He held me close, and I laid there, listening to the city winter birds in the far off park chirping quietly and benignly. He was warm, and it almost didn't feel like it was snowing around us as it was, increased now by falling darkness of late afternoon; the metal of his suit, his strong arms, served to insulate me thoroughly, and it was not lost upon me that I was the warmest I had been in the time since leaving the tower—untouched by the cold and freezing rain and elements around us. I laid my head on his chest and listened to his heart beat beneath the metal, clearly heard, a steady and comforting beat that lulled my tears back into my eyes and quieted my shaking until I was still and calm. I felt his fingers running gently through my hair and was soothed by that; the hands that had once dealt painful and undying blows to my skin now caressed the tresses like they had the fragility of a newborn bird. He shushed me until my tears had stopped and then he did not speak, but he didn't need to. I laid in his arms and listened to the heart beat, the gentle thumping that drew me calm, and felt alive with this other who was similarly alive.
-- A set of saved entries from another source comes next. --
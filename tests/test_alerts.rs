mod common;

use std::collections::HashSet;

use fintrack_sdk::alerts::{smart_alerts, AlertLevel};
use fintrack_sdk::models::{MonthSummary, MonthlyStats};

use common::{date, fixture_with, seed_category, seed_expense, signed_in, user_id};

fn stats(total: f64, count: usize) -> MonthlyStats {
    MonthlyStats {
        total_expenses: total,
        transaction_count: count,
        average_expense: if count > 0 { total / count as f64 } else { 0.0 },
        ..MonthlyStats::default()
    }
}

fn summary(month: u32, total: f64) -> MonthSummary {
    MonthSummary {
        year: 2024,
        month,
        total_expenses: total,
        transaction_count: 1,
    }
}

fn ids(stats: &MonthlyStats, trends: &[MonthSummary], y: i32, m: u32, d: u32) -> Vec<&'static str> {
    smart_alerts(stats, trends, date(y, m, d), "FCFA", &HashSet::new())
        .into_iter()
        .map(|a| a.id)
        .collect()
}

#[test]
fn test_quiet_day_has_no_alerts() {
    // Tuesday 11 June 2024
    assert!(ids(&stats(0.0, 0), &[], 2024, 6, 11).is_empty());
}

#[test]
fn test_mid_month_check() {
    // Sunday 16 June 2024
    let alerts = smart_alerts(&stats(3200.0, 4), &[], date(2024, 6, 16), "FCFA", &HashSet::new());
    assert_eq!(alerts.len(), 1);
    assert_eq!(alerts[0].id, "mid-month");
    assert_eq!(alerts[0].level, AlertLevel::Info);
    assert!(alerts[0].message.contains("200.00 FCFA per day"));
    assert!(alerts[0].message.contains("14 days left"));
}

#[test]
fn test_weekend_and_mid_month_together() {
    // Friday 14 June 2024
    assert_eq!(ids(&stats(0.0, 0), &[], 2024, 6, 14), vec!["mid-month", "weekend"]);
}

#[test]
fn test_month_end_reminder() {
    // Thursday 27 June 2024: three days left in a 30-day month
    assert_eq!(ids(&stats(0.0, 0), &[], 2024, 6, 27), vec!["month-end"]);
    // Wednesday 26 June 2024
    assert!(ids(&stats(0.0, 0), &[], 2024, 6, 26).is_empty());
}

#[test]
fn test_worrying_trend_above_twenty_percent() {
    let rising = [summary(5, 1000.0), summary(6, 1250.0)];
    assert_eq!(ids(&stats(1250.0, 1), &rising, 2024, 6, 11), vec!["worrying-trend"]);

    let mild = [summary(5, 1000.0), summary(6, 1200.0)];
    assert!(ids(&stats(1200.0, 1), &mild, 2024, 6, 11).is_empty());

    // no spending last month counts as stable
    let fresh = [summary(5, 0.0), summary(6, 800.0)];
    assert!(ids(&stats(800.0, 1), &fresh, 2024, 6, 11).is_empty());
}

#[test]
fn test_high_average_transaction() {
    assert_eq!(ids(&stats(30_003.0, 3), &[], 2024, 6, 11), vec!["high-transactions"]);
    assert!(ids(&stats(30_000.0, 3), &[], 2024, 6, 11).is_empty());
}

#[test]
fn test_dismissed_alerts_are_hidden() {
    let dismissed: HashSet<String> = ["weekend".to_string()].into_iter().collect();
    let alerts = smart_alerts(&stats(0.0, 0), &[], date(2024, 6, 14), "FCFA", &dismissed);
    let ids: Vec<&str> = alerts.iter().map(|a| a.id).collect();
    assert_eq!(ids, vec!["mid-month"]);
}

#[test]
fn test_client_alerts_use_stored_expenses() {
    let fx = signed_in();
    let food = seed_category(&fx.store, user_id(), "Food");
    seed_expense(&fx.store, user_id(), food, 25_000.0, "2024-06-03", "rent share");
    seed_expense(&fx.store, user_id(), food, 5_000.0, "2024-05-20", "groceries");

    let alerts = fx.ft.alerts(date(2024, 6, 11), &HashSet::new()).unwrap();
    let ids: Vec<&str> = alerts.iter().map(|a| a.id).collect();
    assert_eq!(ids, vec!["worrying-trend", "high-transactions"]);
}

#[test]
fn test_client_alerts_require_sign_in() {
    let fx = fixture_with(fintrack_sdk::MemoryStore::new());
    assert!(fx.ft.alerts(date(2024, 6, 11), &HashSet::new()).is_err());
}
I felt grounded for the first time since leaving the tower, felt purposeful, and the need to leave fled as fast as I would have had he not been there to hold me and dry my tears. I realized why I came and stared at him every night; the human side to him, which I had almost known when he'd made me his apprentice, was there and real and beckoning. I wanted to go to him, and wanted to hear his heartbeat and know that there was still something warm in the world. I wanted to know there was something real and manifested, something new I could be a part of. I wanted human companionship and wanted comfort my friends had not given me, a fatherly touch, where I didn't have to guess, and things were taken care of—and had he not found me on the bench I might have killed myself, if from fatigue and altered judgment most simply as it would be best to believe, as soon as that night. My enemy had saved my life again. I thanked him for that.
I nodded off briefly while laying in his arms after I stopped weeping. I was soothed and warm and even suffice to say comfortable—and again, without consideration to the specific circumstances, it seemed not to matter what either of us did in this time and place and I gave little thought even after I woke up from my brief nap in hunger pains. At the most basic of levels it would neither have mattered to me if he had been the one to kill me in my sleep—if he who had grounded me didn't want to keep me that way, then better off that I die at least thinking I was warm. I was not worried for my safety and did not think to keep myself awake, to move or squirm or protest, though I little knew when I fell asleep anyway. It seemed either way not to matter—because either way I had a primordial understanding that I would be fine, that, if he was the one to enact whatever, I would be okay. He became like God to me instantly—and I like a blind follower, who believed that whatever his plans were were solid and true and with undying beauty in the end. But I was not so blind because in retrospect if I were to pick anyone to be this so called god then Slade was undoubtedly the most fitting; he who knew me, who was stern but caring, ultimately as I saw him laying in his arms, who wanted a son as I needed a father. And I was okay, as I had always believed I would be: even reaching to the earliest battles with Slade, my life never seemed to loom or deter over the line of death and living. It's strange to say but in a lot of ways I think I trusted him more than I could ever understand, and he knew that, too. How reassuring, I have to say it is, to fall asleep with someone like that—to be there and to be weak and sad and to wake up the same way you were, but better, protected by this so called enemy. I was a fool to think I could avoid him—and I was a fool to still try, even then.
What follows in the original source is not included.